Mas a região Sul e os estados de São Paulo e de Mato Grosso do Sul receberão menos precipitação que o normal, com chance de algumas estiagens regionalizadas.

Sem atacar as causas

“Já tivemos a crise do apagão, no começo dos anos 2000 e resolvemos como? Com termoelétricas, que usam petróleo para produzir energia. Acabamos criando um duplo gatilho para a inflação naquele momento. Agora, poderíamos investir em energia eólica, em geração solar, mas nada disso está acontecendo”, diz Bentes.

“O Brasil tem a chance de transformar seus problemas em oportunidades”, diz Hélio Zylberstajn, professor da Faculdade de Economia e Administração da Universidade de São Paulo (USP). O país, segundo ele, poderia atrair investimento estrangeiro para atuar nessa área de geração de energia limpa. Melhoraria dois problemas de uma tacada só: o da energia e o do câmbio – dois grandes gatilhos da inflação.

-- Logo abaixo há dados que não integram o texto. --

//! Simulation context
//!
//! One `GameState` owns everything a round needs: phase machine, score,
//! player, live entities and the RNG. Nothing is global, so any number of
//! independent games can run side by side.

use glam::Vec2;
use serde::{Deserialize, Serialize};

use super::entity::{FallingEntity, Particle, Player};
use super::machine::{Command, GamePhase, GameStateMachine, Transition, Trigger};
use super::score::ScoreTracker;
use super::spawner::{EntityIds, Spawner};
use crate::Viewport;
use crate::tuning::Tuning;

/// Notifications for the presentation layer, drained once per frame
#[derive(Debug, Clone, PartialEq, Serialize, Deserialize)]
pub enum GameEvent {
    PhaseChanged { from: GamePhase, to: GamePhase },
    /// Score changed (including the reset at round start)
    ScoreChanged { score: u32, ratio: f32 },
    /// A heart was caught at the given position
    HeartCaught { at: Vec2 },
}

/// Complete game state
#[derive(Debug, Clone)]
pub struct GameState {
    pub tuning: Tuning,
    /// Current draw surface size
    pub viewport: Viewport,
    pub score: ScoreTracker,
    /// Present from the first start onward
    pub player: Option<Player>,
    /// Live hearts in spawn order
    pub hearts: Vec<FallingEntity>,
    /// Live bombs in spawn order
    pub bombs: Vec<FallingEntity>,
    /// Visual particles (not gameplay-affecting)
    pub particles: Vec<Particle>,
    /// Frames simulated in the current round
    pub frame: u64,
    machine: GameStateMachine,
    pub(crate) spawner: Spawner,
    pub(crate) ids: EntityIds,
    events: Vec<GameEvent>,
}

impl GameState {
    /// Create a new game sitting on the start screen
    pub fn new(seed: u64, tuning: Tuning, viewport: Viewport) -> Self {
        let tuning = tuning.sanitized();
        Self {
            score: ScoreTracker::new(tuning.win_score),
            tuning,
            viewport,
            player: None,
            hearts: Vec::new(),
            bombs: Vec::new(),
            particles: Vec::new(),
            frame: 0,
            machine: GameStateMachine::new(),
            spawner: Spawner::new(seed),
            ids: EntityIds::default(),
            events: Vec::new(),
        }
    }

    pub fn phase(&self) -> GamePhase {
        self.machine.phase()
    }

    pub fn seed(&self) -> u64 {
        self.spawner.seed()
    }

    /// Apply a UI command
    ///
    /// Commands that make no sense in the current phase are no-ops. Entering
    /// PLAYING (start or retry) resets the round.
    pub fn command(&mut self, command: Command) -> Option<Transition> {
        let transition = self.transition(command.into())?;
        if transition.to == GamePhase::Playing {
            self.reset_round();
            log::info!("Round started (seed {})", self.seed());
        }
        Some(transition)
    }

    /// Fresh round: score 0, no entities, player centered
    pub fn reset_round(&mut self) {
        self.player = Some(Player::new(self.viewport, &self.tuning));
        self.hearts.clear();
        self.bombs.clear();
        self.particles.clear();
        self.frame = 0;
        self.score.reset();
        self.push_score_event();
    }

    /// Pointer moved to `x`; ignored outside PLAYING
    pub fn pointer_moved(&mut self, x: f32) {
        if self.phase() != GamePhase::Playing {
            return;
        }
        if let Some(player) = self.player.as_mut() {
            player.follow_pointer(x);
        }
    }

    /// Draw surface changed size
    pub fn resize(&mut self, width: f32, height: f32) {
        self.viewport = Viewport::new(width, height);
        if let Some(player) = self.player.as_mut() {
            player.on_resize(self.viewport);
        }
    }

    /// Take all events queued since the last drain
    pub fn drain_events(&mut self) -> Vec<GameEvent> {
        std::mem::take(&mut self.events)
    }

    pub(crate) fn transition(&mut self, trigger: Trigger) -> Option<Transition> {
        let transition = self.machine.apply(trigger)?;
        log::info!("Phase {:?} -> {:?}", transition.from, transition.to);
        self.events.push(GameEvent::PhaseChanged {
            from: transition.from,
            to: transition.to,
        });
        Some(transition)
    }

    pub(crate) fn push_event(&mut self, event: GameEvent) {
        self.events.push(event);
    }

    pub(crate) fn push_score_event(&mut self) {
        self.events.push(GameEvent::ScoreChanged {
            score: self.score.value(),
            ratio: self.score.ratio(),
        });
    }
}
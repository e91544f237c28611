//! Heart Catch entry point
//!
//! Handles platform-specific initialization and runs the game loop.

#[cfg(target_arch = "wasm32")]
use wasm_bindgen::prelude::*;
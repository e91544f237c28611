//! Heart Catch - catch falling hearts, dodge bombs, unlock the proposal
//!
//! Core modules:
//! - `sim`: Frame-driven simulation (entities, spawning, collisions, phases)
//! - `renderer`: Renderer interface, draw command lists, canvas backend
//! - `tuning`: Data-driven game balance
//! - `ui`: Pure helpers for the screen layer (screens, typed message, decline button)

pub mod renderer;
pub mod sim;
pub mod tuning;
pub mod ui;

pub use tuning::Tuning;

use serde::{Deserialize, Serialize};

/// Game configuration constants (defaults for [`Tuning`])
pub mod consts {
    /// Hearts needed to unlock the proposal
    pub const WIN_SCORE: u32 = 15;

    /// Per-frame spawn probabilities
    pub const HEART_SPAWN_CHANCE: f64 = 0.02;
    pub const BOMB_SPAWN_CHANCE: f64 = 0.008;

    /// Heart size range (pixels, uniform)
    pub const HEART_MIN_SIZE: f32 = 20.0;
    pub const HEART_MAX_SIZE: f32 = 40.0;
    /// Heart fall speed range (pixels per frame, uniform)
    pub const HEART_MIN_SPEED: f32 = 2.0;
    pub const HEART_MAX_SPEED: f32 = 5.0;
    /// Heart hue range (degrees, pinks and reds)
    pub const HEART_MIN_HUE: f32 = 340.0;
    pub const HEART_HUE_SPREAD: f32 = 20.0;

    pub const BOMB_SIZE: f32 = 30.0;
    pub const BOMB_SPEED: f32 = 4.0;

    /// Player basket dimensions
    pub const PLAYER_WIDTH: f32 = 100.0;
    pub const PLAYER_HEIGHT: f32 = 80.0;
    /// Distance from the viewport bottom to the player's top edge
    pub const PLAYER_BOTTOM_OFFSET: f32 = 100.0;

    /// Particle burst emitted on each catch
    pub const PARTICLE_BURST: usize = 6;
    /// Upper bound for tuned bursts
    pub const MAX_PARTICLE_BURST: usize = 64;
    pub const PARTICLE_LIFE: f32 = 100.0;
    pub const PARTICLE_DECAY: f32 = 2.0;
    pub const PARTICLE_MAX_SPEED: f32 = 2.0;
    pub const PARTICLE_MIN_SIZE: f32 = 2.0;
    pub const PARTICLE_MAX_SIZE: f32 = 7.0;

    /// Presentation timings (milliseconds)
    pub const READY_SCREEN_DELAY_MS: u32 = 500;
    pub const TYPE_INTERVAL_MS: u32 = 40;
    pub const BEAT_INTERVAL_MS: u32 = 1000;
    pub const CELEBRATION_VOLUME: f64 = 0.6;

    /// Decline button footprint, used to keep it on screen while it dodges
    pub const DECLINE_BUTTON_WIDTH: f32 = 100.0;
    pub const DECLINE_BUTTON_HEIGHT: f32 = 50.0;
}

/// Current size of the draw surface, re-read every frame
#[derive(Debug, Clone, Copy, PartialEq, Serialize, Deserialize)]
pub struct Viewport {
    pub width: f32,
    pub height: f32,
}

impl Viewport {
    pub fn new(width: f32, height: f32) -> Self {
        Self {
            width: width.max(0.0),
            height: height.max(0.0),
        }
    }
}

impl Default for Viewport {
    fn default() -> Self {
        Self::new(800.0, 600.0)
    }
}
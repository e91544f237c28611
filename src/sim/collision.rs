//! Collision detection
//!
//! Everything in the game is a box, so a single overlap test covers both
//! heart catches and bomb hits.

use super::entity::Aabb;

/// Axis-aligned bounding box overlap
///
/// Strict comparisons on both axes: boxes that only share an edge do not
/// overlap.
#[inline]
pub fn overlaps(a: Aabb, b: Aabb) -> bool {
    a.right() > b.x && a.x < b.right() && a.bottom() > b.y && a.y < b.bottom()
}
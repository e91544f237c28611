//! Data-only entity records
//!
//! Positions are the top-left corner of each entity's bounding box, in
//! canvas pixels with y growing downward. Speeds are pixels per frame.

use glam::Vec2;
use serde::{Deserialize, Serialize};

use crate::Viewport;
use crate::tuning::Tuning;

/// Axis-aligned bounding box
#[derive(Debug, Clone, Copy, PartialEq, Serialize, Deserialize)]
pub struct Aabb {
    pub x: f32,
    pub y: f32,
    pub w: f32,
    pub h: f32,
}

impl Aabb {
    pub fn new(x: f32, y: f32, w: f32, h: f32) -> Self {
        Self { x, y, w, h }
    }

    #[inline]
    pub fn right(&self) -> f32 {
        self.x + self.w
    }

    #[inline]
    pub fn bottom(&self) -> f32 {
        self.y + self.h
    }
}

/// The basket the player steers along the bottom of the screen
#[derive(Debug, Clone, PartialEq, Serialize, Deserialize)]
pub struct Player {
    pub pos: Vec2,
    pub width: f32,
    pub height: f32,
    /// Distance from the viewport bottom to the top edge
    pub bottom_offset: f32,
}

impl Player {
    /// Create a player centered horizontally near the bottom of the viewport
    pub fn new(viewport: Viewport, tuning: &Tuning) -> Self {
        let width = tuning.player_width;
        Self {
            pos: Vec2::new(
                viewport.width / 2.0 - width / 2.0,
                viewport.height - tuning.player_bottom_offset,
            ),
            width,
            height: tuning.player_height,
            bottom_offset: tuning.player_bottom_offset,
        }
    }

    /// Keep the player inside the viewport horizontally
    ///
    /// When the viewport is narrower than the player, the right edge wins.
    pub fn update(&mut self, viewport: Viewport) {
        if self.pos.x < 0.0 {
            self.pos.x = 0.0;
        }
        if self.pos.x + self.width > viewport.width {
            self.pos.x = viewport.width - self.width;
        }
    }

    /// Center the player under a pointer x coordinate
    pub fn follow_pointer(&mut self, pointer_x: f32) {
        self.pos.x = pointer_x - self.width / 2.0;
    }

    /// Re-anchor to the bottom after the viewport changed size
    pub fn on_resize(&mut self, viewport: Viewport) {
        self.pos.y = viewport.height - self.bottom_offset;
    }

    #[inline]
    pub fn center_x(&self) -> f32 {
        self.pos.x + self.width / 2.0
    }

    pub fn aabb(&self) -> Aabb {
        Aabb::new(self.pos.x, self.pos.y, self.width, self.height)
    }
}

/// What a falling entity does when caught
#[derive(Debug, Clone, Copy, PartialEq, Serialize, Deserialize)]
pub enum FallingKind {
    /// Worth one point. Hue in degrees for the fill color.
    Heart { hue: f32 },
    /// Ends the round on contact
    Bomb,
}

/// A heart or bomb falling straight down
#[derive(Debug, Clone, PartialEq, Serialize, Deserialize)]
pub struct FallingEntity {
    pub id: u32,
    pub kind: FallingKind,
    pub pos: Vec2,
    pub size: f32,
    pub speed: f32,
}

impl FallingEntity {
    /// Move one frame down
    #[inline]
    pub fn advance(&mut self) {
        self.pos.y += self.speed;
    }

    /// True once the top edge has passed the bottom of the viewport
    #[inline]
    pub fn is_below(&self, viewport: Viewport) -> bool {
        self.pos.y > viewport.height
    }

    pub fn aabb(&self) -> Aabb {
        Aabb::new(self.pos.x, self.pos.y, self.size, self.size)
    }

    pub fn is_heart(&self) -> bool {
        matches!(self.kind, FallingKind::Heart { .. })
    }
}

/// A cosmetic spark from a caught heart
#[derive(Debug, Clone, PartialEq, Serialize, Deserialize)]
pub struct Particle {
    pub pos: Vec2,
    pub vel: Vec2,
    pub size: f32,
    pub life: f32,
    pub max_life: f32,
}

impl Particle {
    pub fn advance(&mut self, decay: f32) {
        self.pos += self.vel;
        self.life -= decay;
    }

    #[inline]
    pub fn is_alive(&self) -> bool {
        self.life > 0.0
    }

    /// Opacity proportional to remaining life
    pub fn alpha(&self) -> f32 {
        if self.max_life <= 0.0 {
            return 0.0;
        }
        (self.life / self.max_life).clamp(0.0, 1.0)
    }
}
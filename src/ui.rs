//! Pure helpers for the screen layer
//!
//! The DOM glue lives in the binary; everything here is plain data so it
//! can be tested without a browser.

use glam::Vec2;
use rand::Rng;

use crate::Viewport;
use crate::consts::{DECLINE_BUTTON_HEIGHT, DECLINE_BUTTON_WIDTH};
use crate::sim::GamePhase;

/// Full-screen overlays, one per non-playing phase
#[derive(Debug, Clone, Copy, PartialEq, Eq)]
pub enum Screen {
    Start,
    Ready,
    Proposal,
    Celebration,
    Fail,
}

impl Screen {
    pub const ALL: [Screen; 5] = [
        Screen::Start,
        Screen::Ready,
        Screen::Proposal,
        Screen::Celebration,
        Screen::Fail,
    ];

    /// Overlay shown for a phase (PLAYING shows only the canvas)
    pub fn for_phase(phase: GamePhase) -> Option<Screen> {
        match phase {
            GamePhase::Start => Some(Screen::Start),
            GamePhase::Playing => None,
            GamePhase::Ready => Some(Screen::Ready),
            GamePhase::Proposal => Some(Screen::Proposal),
            GamePhase::Celebration => Some(Screen::Celebration),
            GamePhase::Fail => Some(Screen::Fail),
        }
    }

    /// DOM element id of the overlay
    pub fn element_id(&self) -> &'static str {
        match self {
            Screen::Start => "start-screen",
            Screen::Ready => "ready-screen",
            Screen::Proposal => "proposal-screen",
            Screen::Celebration => "celebration-screen",
            Screen::Fail => "fail-screen",
        }
    }
}

/// CSS width of the love meter for a score ratio
pub fn meter_width(ratio: f32) -> String {
    format!("{}%", ratio.clamp(0.0, 1.0) * 100.0)
}

/// A message revealed one character per tick
#[derive(Debug, Clone)]
pub struct TypedMessage {
    chars: Vec<char>,
    shown: usize,
}

impl TypedMessage {
    pub fn new(text: &str) -> Self {
        Self {
            chars: text.chars().collect(),
            shown: 0,
        }
    }

    /// Reveal the next character; `None` once everything is visible
    pub fn tick(&mut self) -> Option<char> {
        let c = *self.chars.get(self.shown)?;
        self.shown += 1;
        Some(c)
    }

    pub fn is_done(&self) -> bool {
        self.shown >= self.chars.len()
    }

    /// Everything revealed so far
    pub fn visible(&self) -> String {
        self.chars[..self.shown].iter().collect()
    }
}

/// Somewhere new for the decline button to run off to
///
/// Keeps the whole button on screen; collapses to the origin on screens too
/// small to hold it.
pub fn dodge_position<R: Rng>(rng: &mut R, viewport: Viewport) -> Vec2 {
    let max_x = (viewport.width - DECLINE_BUTTON_WIDTH).max(0.0);
    let max_y = (viewport.height - DECLINE_BUTTON_HEIGHT).max(0.0);
    Vec2::new(rng.random::<f32>() * max_x, rng.random::<f32>() * max_y)
}

#[cfg(test)]
mod tests {
    use super::*;
    use proptest::prelude::*;
    use rand::SeedableRng;
    use rand_pcg::Pcg32;

    #[test]
    fn test_every_phase_but_playing_has_a_screen() {
        assert_eq!(Screen::for_phase(GamePhase::Playing), None);
        assert_eq!(Screen::for_phase(GamePhase::Fail), Some(Screen::Fail));
        for screen in Screen::ALL {
            assert!(screen.element_id().ends_with("-screen"));
        }
    }

    #[test]
    fn test_meter_width() {
        assert_eq!(meter_width(0.0), "0%");
        assert_eq!(meter_width(0.5), "50%");
        assert_eq!(meter_width(2.0), "100%");
    }

    #[test]
    fn test_typed_message_is_char_wise() {
        let mut msg = TypedMessage::new("hi ❤️");
        let mut typed = String::new();
        while let Some(c) = msg.tick() {
            typed.push(c);
            assert_eq!(msg.visible(), typed);
        }
        assert!(msg.is_done());
        assert_eq!(typed, "hi ❤️");
        assert_eq!(msg.tick(), None);
    }

    #[test]
    fn test_empty_message_is_done() {
        let mut msg = TypedMessage::new("");
        assert!(msg.is_done());
        assert_eq!(msg.tick(), None);
        assert_eq!(msg.visible(), "");
    }

    #[test]
    fn test_tiny_screen_pins_button_to_origin() {
        let mut rng = Pcg32::seed_from_u64(1);
        assert_eq!(dodge_position(&mut rng, Viewport::new(50.0, 20.0)), Vec2::ZERO);
    }

    proptest! {
        #[test]
        fn prop_button_stays_on_screen(seed in any::<u64>(), w in 100.0f32..4000.0, h in 50.0f32..4000.0) {
            let mut rng = Pcg32::seed_from_u64(seed);
            let p = dodge_position(&mut rng, Viewport::new(w, h));
            prop_assert!(p.x >= 0.0 && p.x + DECLINE_BUTTON_WIDTH <= w + 1e-3);
            prop_assert!(p.y >= 0.0 && p.y + DECLINE_BUTTON_HEIGHT <= h + 1e-3);
        }
    }
}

“Mesmo aumentando os juros, não estamos atraindo investimentos porque, para o investidor internacional, o Brasil não tem uma estratégia crível para promover crescimento econômico. E com medo do que pode acontecer, ninguém vem”, acrescenta Braz.

Ou seja, mesmo com auxílios econômicos para os mais pobres, as causas da inflação continuam. “E como no ano que vem ainda teremos inflação, que pressiona ainda mais o câmbio, as expectativas não são das melhores”, diz o economista da CNC.

Preços represados

Na indústria de peças que Klaus Hepp dirige, na sorveteria de Silmara ou no restaurante de Talitha, o que está segurando os preços é a diminuição do poder de compra dos clientes.

“Se tive um aumento de custos de 10% e consegui repassar 3% ou 4% para o cliente, posso me dar por feliz. Já é muito”, afirma Hepp.

Mas, se o real continua se desvalorizando, até quando esse represamento de reajustes vai durar? “Estamos cortando gastos, procurando mais eficiência por meio de softwares de gestão – tudo para não ter que repassar o aumento de custos na íntegra para o consumidor. Mas chega uma hora que se a pressão de preços continua, a criatividade acaba e não vamos ter outra saída”, afirma Marcelo Giovani Guimarães, diretor de planejamento industrial, da fábrica de calçados Usafllex. Ou seja, uma hora a corda arrebenta. Quando isso acontecer, teremos recessão.